* [Instructions to follow]
Pull out every line below holding the word "runtime".

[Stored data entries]
Start of Block
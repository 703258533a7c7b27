use std::fs::File;
use std::io;
use std::path::{Path, PathBuf};
use std::process::ExitCode;
use std::sync::{Arc, Mutex};
use std::time::Duration;

use anyhow::{Context, Result};
use clap::Parser;
use crossterm::{
    event::{DisableMouseCapture, EnableMouseCapture, Event},
    execute,
    terminal::{disable_raw_mode, enable_raw_mode, EnterAlternateScreen, LeaveAlternateScreen, SetTitle},
};
use ratatui::{backend::CrosstermBackend, Terminal};
use tracing_subscriber::EnvFilter;

use netwatch::{
    events, ui, App, HttpProber, ProbeScheduler, Prober, RouteSignal, Settings, SettingsOverrides,
};

#[derive(Parser, Debug)]
#[command(name = "netwatch")]
#[command(about = "Shows whether this machine is online, with a history of status changes")]
struct Args {
    /// Path to a TOML settings file
    #[arg(short, long)]
    config: Option<PathBuf>,

    /// URL to probe for reachability
    #[arg(short, long)]
    url: Option<String>,

    /// Time between probes (e.g., "10s", "500ms")
    #[arg(short, long)]
    interval: Option<String>,

    /// Probe timeout; must be shorter than the interval (e.g., "5s")
    #[arg(short, long)]
    timeout: Option<String>,

    /// Log filter directive (overrides the settings file, not RUST_LOG)
    #[arg(long)]
    log_filter: Option<String>,

    /// Append logs to this file (the TUI owns the terminal otherwise)
    #[arg(long)]
    log_file: Option<PathBuf>,

    /// Probe once, print "online" or "offline" and exit (0 = online)
    #[arg(long)]
    once: bool,
}

fn main() -> Result<ExitCode> {
    let args = Args::parse();

    let overrides = SettingsOverrides {
        probe_url: args.url.clone(),
        poll_interval: args.interval.clone(),
        probe_timeout: args.timeout.clone(),
        log_filter: args.log_filter.clone(),
    };
    let settings = Settings::load(args.config.as_deref(), &overrides)?;

    init_logging(&settings.log_filter, args.log_file.as_deref(), args.once)?;

    let prober = HttpProber::builder()
        .url(settings.probe_url.clone())
        .timeout(settings.probe_timeout)
        .build()?;

    // Handle one-shot mode (non-interactive)
    if args.once {
        return run_once(&prober);
    }

    run_with_scheduler(prober, &settings)
}

/// Configure `tracing` output.
///
/// Logs go to `log_file` if given, to stderr in one-shot mode, and nowhere
/// otherwise since the TUI owns the terminal.
fn init_logging(filter: &str, log_file: Option<&Path>, once: bool) -> Result<()> {
    let env_filter = EnvFilter::try_from_default_env()
        .or_else(|_| EnvFilter::try_new(filter))
        .with_context(|| format!("Invalid log filter: {}", filter))?;

    if let Some(path) = log_file {
        let file = File::options()
            .create(true)
            .append(true)
            .open(path)
            .with_context(|| format!("Failed to open log file {}", path.display()))?;
        tracing_subscriber::fmt()
            .with_env_filter(env_filter)
            .with_ansi(false)
            .with_writer(Mutex::new(file))
            .init();
    } else if once {
        tracing_subscriber::fmt().with_env_filter(env_filter).with_writer(io::stderr).init();
    }

    Ok(())
}

/// Probe once and report the result on stdout.
fn run_once(prober: &HttpProber) -> Result<ExitCode> {
    let rt = tokio::runtime::Runtime::new()?;

    match rt.block_on(prober.probe()) {
        Ok(()) => {
            println!("online");
            Ok(ExitCode::SUCCESS)
        }
        Err(e) => {
            tracing::info!("probe failed: {}", e);
            println!("offline");
            Ok(ExitCode::FAILURE)
        }
    }
}

/// Start the scheduler in a background runtime and run the TUI on this thread.
fn run_with_scheduler(prober: HttpProber, settings: &Settings) -> Result<ExitCode> {
    // Build a tokio runtime; its worker threads drive the scheduler while the TUI blocks here
    let rt = tokio::runtime::Runtime::new()?;

    let target = prober.target().to_string();
    let (handle, signal) = rt.block_on(async {
        let signal = RouteSignal::spawn(settings.signal_interval);
        let handle = ProbeScheduler::new(Arc::new(prober))
            .poll_interval(settings.poll_interval)
            .spawn(&signal);
        (handle, signal)
    });

    let app = App::new(handle.feed(), handle.control(), target, settings.poll_interval);
    let result = run_tui(app);

    // Release the repeating timer, any in-flight probe and the signal watcher
    rt.block_on(handle.shutdown());
    drop(signal);

    result.map(|()| ExitCode::SUCCESS)
}

/// Run the TUI until the user quits
fn run_tui(mut app: App) -> Result<()> {
    // Setup terminal
    enable_raw_mode()?;
    let mut stdout = io::stdout();
    execute!(stdout, EnterAlternateScreen, EnableMouseCapture)?;
    let backend = CrosstermBackend::new(stdout);
    let mut terminal = Terminal::new(backend)?;

    // Setup panic hook to restore terminal
    let original_hook = std::panic::take_hook();
    std::panic::set_hook(Box::new(move |panic| {
        let _ = disable_raw_mode();
        let _ = leave_terminal(&mut io::stdout());
        original_hook(panic);
    }));

    // Run the main loop
    let result = run_app(&mut terminal, &mut app);

    // Restore terminal
    disable_raw_mode()?;
    leave_terminal(terminal.backend_mut())?;
    terminal.show_cursor()?;

    result
}

/// Undo `EnterAlternateScreen` and `EnableMouseCapture`.
fn leave_terminal<W: io::Write>(out: &mut W) -> io::Result<()> {
    execute!(out, LeaveAlternateScreen, DisableMouseCapture)
}

fn run_app(terminal: &mut Terminal<CrosstermBackend<io::Stdout>>, app: &mut App) -> Result<()> {
    while app.running {
        app.refresh();

        if let Some(title) = app.take_pending_title() {
            execute!(terminal.backend_mut(), SetTitle(title))?;
        }

        terminal.draw(|frame| ui::draw(frame, app))?;

        // Poll for events with a short timeout
        if let Some(event) = events::poll_event(Duration::from_millis(200))? {
            match event {
                Event::Key(key) => events::handle_key_event(app, key),
                Event::Mouse(mouse) => events::handle_mouse_event(app, mouse),
                Event::Resize(_, _) => {
                    // Terminal will redraw on next iteration
                }
                _ => {}
            }
        }
    }

    Ok(())
}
End of Block
* [Task solution]
    let rt = tokio::runtime::Runtime::new()?;
/// Start the scheduler in a background runtime and run the TUI on this thread.
    // Build a tokio runtime; its worker threads drive the scheduler while the TUI blocks here
    let rt = tokio::runtime::Runtime::new()?;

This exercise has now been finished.